Major U.S. insurance company cuts all ties to the coal industry as a result of climate change

U.S. insurance giant Chubb said Tuesday that they will cease all investments in the coal industry and also stop selling policies that help construct coal plants. It will also stop underwriting companies that generate more than 30 percent of their revenue from coal mining or electricity produced coal.

The Guardian reports:

“Chubb will become the first US insurer to turn its back on the global coal industry by beginning to phase out its coal investments and insurance policies within the next three years.

“It will also stop investing in these companies because of their contribution to the global climate crisis.

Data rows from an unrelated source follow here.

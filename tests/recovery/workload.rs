use crate::common::logger::init_test_logger;
use crate::common::tempdb::db_with_pages;
use ferrite_aries::common::config::PageId;
use ferrite_aries::common::db_instance::{DBConfig, DBInstance};
use rand::rngs::StdRng;
use rand::{Rng, SeedableRng};

const PAGES: usize = 8;
const TRACKED_BYTES: usize = 64;

/// Committed contents of the first `TRACKED_BYTES` of every page.
struct Model {
    pages: Vec<[u8; TRACKED_BYTES]>,
}

impl Model {
    fn new() -> Self {
        Self {
            pages: vec![[0; TRACKED_BYTES]; PAGES],
        }
    }

    fn apply(&mut self, writes: &[(usize, usize, Vec<u8>)]) {
        for (page, offset, bytes) in writes {
            self.pages[*page][*offset..*offset + bytes.len()].copy_from_slice(bytes);
        }
    }

    fn verify(&self, db: &DBInstance, page_ids: &[PageId]) {
        let reader = db.begin_transaction();
        for (index, &page_id) in page_ids.iter().enumerate() {
            assert_eq!(
                db.read(&reader, page_id, 0, TRACKED_BYTES).unwrap(),
                self.pages[index].to_vec(),
                "page {} differs from committed state",
                index
            );
        }
        db.commit(&reader).unwrap();
    }
}

fn config() -> DBConfig {
    // Small enough that pages are evicted and written back mid-transaction.
    DBConfig {
        buffer_pool_size: 4,
        enable_locking: false,
    }
}

fn random_writes(rng: &mut StdRng, page: Option<usize>) -> Vec<(usize, usize, Vec<u8>)> {
    (0..rng.gen_range(1..5))
        .map(|_| {
            let len = rng.gen_range(1..8);
            let offset = rng.gen_range(0..TRACKED_BYTES - len);
            let bytes = (0..len).map(|_| rng.gen()).collect();
            let page = page.unwrap_or_else(|| rng.gen_range(0..PAGES));
            (page, offset, bytes)
        })
        .collect()
}

fn run_workload(seed: u64) {
    init_test_logger();
    let mut rng = StdRng::seed_from_u64(seed);
    let mut model = Model::new();
    let (mut db, _, page_ids) = db_with_pages(config(), PAGES);

    for round in 0..3 {
        for _ in 0..30 {
            let txn = db.begin_transaction();
            let writes = random_writes(&mut rng, None);
            for (page, offset, bytes) in &writes {
                db.write(&txn, page_ids[*page], *offset as u16, bytes)
                    .unwrap();
            }
            if rng.gen_bool(0.7) {
                db.commit(&txn).unwrap();
                model.apply(&writes);
            } else {
                db.abort(&txn).unwrap();
            }
            if rng.gen_bool(0.1) {
                db.checkpoint().unwrap();
            }
        }

        // Leave one transaction per page in flight, each on its own page.
        for page in 0..PAGES {
            let txn = db.begin_transaction();
            for (page, offset, bytes) in random_writes(&mut rng, Some(page)) {
                db.write(&txn, page_ids[page], offset as u16, &bytes)
                    .unwrap();
            }
            if rng.gen_bool(0.5) {
                db.flush_page(page_ids[page]).unwrap();
            }
        }

        let disk = db.crash();
        let (reopened, pending) = DBInstance::open(config(), disk).unwrap();
        if round == 1 {
            // Crash again before undo has run.
            drop(pending);
            let disk = reopened.crash();
            let (again, pending) = DBInstance::open(config(), disk).unwrap();
            pending.run().unwrap();
            db = again;
        } else {
            pending.run().unwrap();
            db = reopened;
        }
        model.verify(&db, &page_ids);
    }
}

#[test]
fn random_workload_recovers_committed_state() {
    for seed in [1, 7, 42] {
        run_workload(seed);
    }
}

Chubb said its existing investments and insurance policies with coal-powered companies and miners would be phased out by 2022.”

Chubb is the world’s largest publicly traded property and casualty insurance company and the market leader when it comes to insuring the U.S. power sector. It has annual revenues of $19.4 billion.

Evan Greenberg, the chairman and chief executive of Chubb, explained his company’s decision to divest itself of investments in the coal sector by noting:

“Chubb recognizes the reality of climate change and the substantial impact of human activity on our planet. Making the transition to a low-carbon economy involves planning and action by policymakers, investors, businesses and citizens alike.  The policy we are implementing today reflects Chubb’s commitment to do our part as a steward of the Earth.”

Environmental groups praised the move, with Lindsey Allen, Executive Director of Rainforest Action Network, remarking:

“With this policy, Chubb has become the first major U.S. insurance company to acknowledge the key role the insurance industry has to play in stopping the climate crisis. New coal projects cannot be built without insurance, and Chubb just dealt a blow to the dozens of companies that are still betting on the expansion of coal globally. We are encouraged to see Chubb taking real action to address climate change and insure a healthier future.”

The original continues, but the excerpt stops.